**Instructions to follow:** Copy out each line of the listing that has the word "tracing" in it.

**Working data:**

//! Emotion Jar: a terminal journaling jar.
//!
//! Write down what weighs on you, watch it crumple and land in the jar, then
//! unfold it again as a first-person affirmation paired with a real quotation.
//! Saved notes stay in the jar; they can be browsed or drawn at random.
//!
//! # Architecture
//!
//! The crate follows a layered architecture pattern:
//!
//! ```text
//! ┌─────────────────────────────────────────────────────┐
//! │  Terminal front end (main.rs)                       │  ← stdin/stdout loop
//! └─────────────────────────────────────────────────────┘
//!                        │
//! ┌─────────────────────────────────────────────────────┐
//! │  Application Layer (app/)                           │  ← State machine
//! │  - Event handling                                   │
//! │  - Session: timers and transformation tasks         │
//! │  - View model computation                           │
//! └─────────────────────────────────────────────────────┘
//!         │                    │                    │
//! ┌───────────────┐   ┌───────────────┐   ┌───────────────┐
//! │ UI Layer      │   │ Storage Layer │   │ Gateway       │
//! │ (ui/)         │   │ (storage/)    │   │ (gateway/)    │
//! │ - Rendering   │   │ - JSON slot   │   │ - HTTP client │
//! │ - Theming     │   │ - Note store  │   │ - Fallbacks   │
//! │ - Commands    │   │ - Backend API │   │ - Pacing      │
//! └───────────────┘   └───────────────┘   └───────────────┘
//!         │                    │                    │
//! ┌─────────────────────────────────────────────────────┐
//! │  Infrastructure & Domain Layers                     │
//! │  - Paths, pacing, randomness (infrastructure/)      │
//! │  - Error types, Note model (domain/)                │
//! └─────────────────────────────────────────────────────┘
//!                        │
//! ┌─────────────────────────────────────────────────────┐
//! │  Observability (observability/)                     │
//! │  - tracing-subscriber → rotating log file           │
//! └─────────────────────────────────────────────────────┘
//! ```
//!
//! # Configuration
//!
//! Settings are read from a TOML file, by default `<data_dir>/config.toml`.
//! Every key is optional:
//!
//! ```toml
//! data_dir = "~/.local/share/emotion-jar"
//! api_key = "..."            # GEMINI_API_KEY or API_KEY take precedence
//! model = "gemini-2.5-flash"
//! temperature = 0.8
//! request_timeout_ms = 30000
//! theme = "night"
//! trace_level = "debug"
//!
//! [pacing]
//! crumple_ms = 1500
//! throw_ms = 1000
//! transform_floor_ms = 2600
//! ```
//!
//! # Example
//!
//! ```rust
//! use emotion_jar::{initialize, Config, Event, Screen};
//!
//! let dir = tempfile::tempdir()?;
//! let config = Config {
//!     data_dir: Some(dir.path().display().to_string()),
//!     ..Default::default()
//! };
//!
//! let mut session = initialize(&config)?;
//! session.dispatch(Event::OpenInput)?;
//! assert_eq!(session.screen(), Screen::Input);
//! # Ok::<(), Box<dyn std::error::Error>>(())
//! ```

pub mod app;
pub mod domain;
pub mod gateway;
pub mod infrastructure;
pub mod observability;
pub mod storage;
pub mod ui;

pub use app::{handle_event, Action, AppState, Event, Screen, Session};
pub use domain::{JarError, Note, Result, Transformation};
pub use ui::Theme;

use std::path::{Path, PathBuf};
use std::sync::Arc;
use std::time::Duration;

use serde::{Deserialize, Serialize};

use crate::gateway::{
    FallbackPool, GeminiRewriter, GeminiSettings, TransformationGateway, DEFAULT_ENDPOINT,
    DEFAULT_MODEL, DEFAULT_TEMPERATURE,
};
use crate::infrastructure::{expand_tilde, get_data_dir, Pacing, SystemRandom};
use crate::storage::{JsonFileStorage, NoteStore};

/// Environment variables checked for the API credential, in order.
pub const API_KEY_VARS: [&str; 2] = ["GEMINI_API_KEY", "API_KEY"];

/// Name of the configuration file inside the data directory.
pub const CONFIG_FILE_NAME: &str = "config.toml";

/// Application configuration.
#[derive(Debug, Clone, PartialEq, Serialize, Deserialize)]
#[serde(default)]
pub struct Config {
    /// Directory holding notes, logs and the default config file.
    ///
    /// `~` expands to the home directory. Default: see
    /// [`get_data_dir`](crate::infrastructure::get_data_dir).
    pub data_dir: Option<String>,

    /// Credential for the rewrite service. Without one every transformation
    /// uses the fallback pool.
    pub api_key: Option<String>,

    pub model: String,

    /// Base URL of the generative-language API.
    pub endpoint: String,

    pub temperature: f64,

    pub request_timeout_ms: u64,

    pub pacing: PacingConfig,

    /// Built-in theme name: `mint` or `night`. Ignored if `theme_file` is set.
    #[serde(rename = "theme")]
    pub theme_name: Option<String>,

    /// Path to a custom TOML theme file.
    ///
    /// Takes precedence over `theme_name`. See [`ui::theme`] for format.
    pub theme_file: Option<String>,

    /// Log filter directive.
    ///
    /// Options: `trace`, `debug`, `info`, `warn`, `error`. Default: `"info"`
    pub trace_level: Option<String>,
}

/// Durations of the timed phases, in milliseconds.
#[derive(Debug, Clone, Copy, PartialEq, Eq, Serialize, Deserialize)]
#[serde(default)]
pub struct PacingConfig {
    pub crumple_ms: u64,
    pub throw_ms: u64,
    pub transform_floor_ms: u64,
}

impl Default for PacingConfig {
    fn default() -> Self {
        Self {
            crumple_ms: 1500,
            throw_ms: 1000,
            transform_floor_ms: 2600,
        }
    }
}

impl Default for Config {
    fn default() -> Self {
        Self {
            data_dir: None,
            api_key: None,
            model: DEFAULT_MODEL.to_string(),
            endpoint: DEFAULT_ENDPOINT.to_string(),
            temperature: DEFAULT_TEMPERATURE,
            request_timeout_ms: 30_000,
            pacing: PacingConfig::default(),
            theme_name: None,
            theme_file: None,
            trace_level: None,
        }
    }
}

impl Config {
    /// Reads configuration from a TOML file.
    ///
    /// A missing file yields the defaults.
    ///
    /// # Errors
    ///
    /// Returns [`JarError::Config`] if the file exists but cannot be read or
    /// is not valid TOML for this structure.
    ///
    /// # Example
    ///
    /// ```rust
    /// use emotion_jar::Config;
    ///
    /// let config = Config::load("/no/such/config.toml")?;
    /// assert_eq!(config, Config::default());
    /// # Ok::<(), emotion_jar::JarError>(())
    /// ```
    pub fn load<P: AsRef<Path>>(path: P) -> Result<Self> {
        let path = path.as_ref();
        let contents = match std::fs::read_to_string(path) {
            Ok(contents) => contents,
            Err(e) if e.kind() == std::io::ErrorKind::NotFound => {
                tracing::debug!(path = %path.display(), "no config file, using defaults");
                return Ok(Self::default());
            }
            Err(e) => {
                return Err(JarError::Config(format!(
                    "failed to read {}: {e}",
                    path.display()
                )))
            }
        };

        toml::from_str(&contents)
            .map_err(|e| JarError::Config(format!("failed to parse {}: {e}", path.display())))
    }

    /// Applies the API key from the process environment, if set.
    #[must_use]
    pub fn with_env(self) -> Self {
        self.with_env_from(|name| std::env::var(name).ok())
    }

    /// Applies the API key from `lookup`, trying [`API_KEY_VARS`] in order.
    ///
    /// Blank values are skipped.
    #[must_use]
    pub fn with_env_from<F>(mut self, lookup: F) -> Self
    where
        F: Fn(&str) -> Option<String>,
    {
        if let Some(key) = API_KEY_VARS
            .iter()
            .filter_map(|name| lookup(name))
            .find(|value| !value.trim().is_empty())
        {
            self.api_key = Some(key);
        }
        self
    }

    /// Resolved data directory.
    #[must_use]
    pub fn data_dir(&self) -> PathBuf {
        self.data_dir
            .as_deref()
            .map_or_else(get_data_dir, expand_tilde)
    }

    /// Default location of the config file.
    #[must_use]
    pub fn default_path() -> PathBuf {
        get_data_dir().join(CONFIG_FILE_NAME)
    }

    #[must_use]
    pub fn gemini_settings(&self) -> GeminiSettings {
        GeminiSettings {
            api_key: self.api_key.clone(),
            model: self.model.clone(),
            endpoint: self.endpoint.clone(),
            temperature: self.temperature,
            timeout: Duration::from_millis(self.request_timeout_ms),
        }
    }

    #[must_use]
    pub const fn pacing(&self) -> Pacing {
        Pacing::from_millis(
            self.pacing.crumple_ms,
            self.pacing.throw_ms,
            self.pacing.transform_floor_ms,
        )
    }

    /// Resolves the theme: file first, then built-in name, then `mint`.
    ///
    /// Load failures are logged and fall back to the default theme.
    #[must_use]
    pub fn theme(&self) -> Theme {
        self.theme_file.as_ref().map_or_else(
            || {
                self.theme_name.as_ref().map_or_else(Theme::default, |theme_name| {
                    Theme::from_name(theme_name).unwrap_or_else(|| {
                        tracing::warn!(theme_name = %theme_name, "unknown theme, using default");
                        Theme::default()
                    })
                })
            },
            |theme_file| {
                Theme::from_file(expand_tilde(theme_file)).unwrap_or_else(|e| {
                    tracing::warn!(theme_file = %theme_file, error = %e, "failed to load theme from file, using default");
                    Theme::default()
                })
            },
        )
    }
}

/// Builds a ready-to-run [`Session`] from configuration.
///
/// Opens the note slot in the data directory (an unreadable slot starts an
/// empty jar), builds the HTTP rewriter and wires the gateway with its
/// fallback pool.
///
/// # Errors
///
/// Returns [`JarError::Io`] if the data directory cannot be created, or
/// [`JarError::Config`] if the HTTP client cannot be built.
pub fn initialize(config: &Config) -> Result<Session> {
    let data_dir = config.data_dir();
    tracing::debug!(data_dir = %data_dir.display(), "initializing emotion jar");

    let random = Arc::new(SystemRandom::new());
    let storage = JsonFileStorage::in_dir(&data_dir)?;
    let store = NoteStore::load(Box::new(storage), random.clone());

    let rewriter = GeminiRewriter::new(config.gemini_settings())
        .map_err(|e| JarError::Config(format!("failed to build HTTP client: {e}")))?;
    let pacing = config.pacing();
    let gateway = TransformationGateway::new(
        Arc::new(rewriter),
        FallbackPool::new(random),
        pacing.transform_floor,
    );

    if config.api_key.is_none() {
        tracing::info!("no API key configured, transformations will use fallbacks");
    }

    Ok(Session::new(store, gateway, pacing))
}

#[cfg(test)]
mod tests {
    use super::*;

    #[test]
    fn partial_toml_keeps_defaults() {
        let config: Config = toml::from_str(
            r#"
            theme = "night"
            [pacing]
            crumple_ms = 10
            "#,
        )
        .unwrap();

        assert_eq!(config.theme_name.as_deref(), Some("night"));
        assert_eq!(config.pacing.crumple_ms, 10);
        assert_eq!(config.pacing.throw_ms, 1000);
        assert_eq!(config.model, DEFAULT_MODEL);
    }

    #[test]
    fn malformed_file_is_config_error() {
        let dir = tempfile::tempdir().unwrap();
        let path = dir.path().join(CONFIG_FILE_NAME);
        std::fs::write(&path, "temperature = \"hot\"").unwrap();

        assert!(matches!(Config::load(&path), Err(JarError::Config(_))));
    }

    #[test]
    fn env_key_overrides_file_key() {
        let config = Config {
            api_key: Some("from-file".to_string()),
            ..Config::default()
        };

        let config = config.with_env_from(|name| match name {
            "GEMINI_API_KEY" => Some("  ".to_string()),
            "API_KEY" => Some("from-env".to_string()),
            _ => None,
        });
        assert_eq!(config.api_key.as_deref(), Some("from-env"));

        let untouched = Config::default().with_env_from(|_| None);
        assert_eq!(untouched.api_key, None);
    }

    #[test]
    fn pacing_and_settings_follow_config() {
        let config = Config {
            request_timeout_ms: 500,
            ..Config::default()
        };
        assert_eq!(config.gemini_settings().timeout, Duration::from_millis(500));
        assert_eq!(config.pacing(), Pacing::default());
    }

    #[test]
    fn unknown_theme_falls_back_to_mint() {
        let config = Config {
            theme_name: Some("neon".to_string()),
            ..Config::default()
        };
        assert_eq!(config.theme(), Theme::default());
    }
}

**Result:**
//! │  - tracing-subscriber → rotating log file           │
                tracing::debug!(path = %path.display(), "no config file, using defaults");
                        tracing::warn!(theme_name = %theme_name, "unknown theme, using default");
                    tracing::warn!(theme_file = %theme_file, error = %e, "failed to load theme from file, using default");
    tracing::debug!(data_dir = %data_dir.display(), "initializing emotion jar");
        tracing::info!("no API key configured, transformations will use fallbacks");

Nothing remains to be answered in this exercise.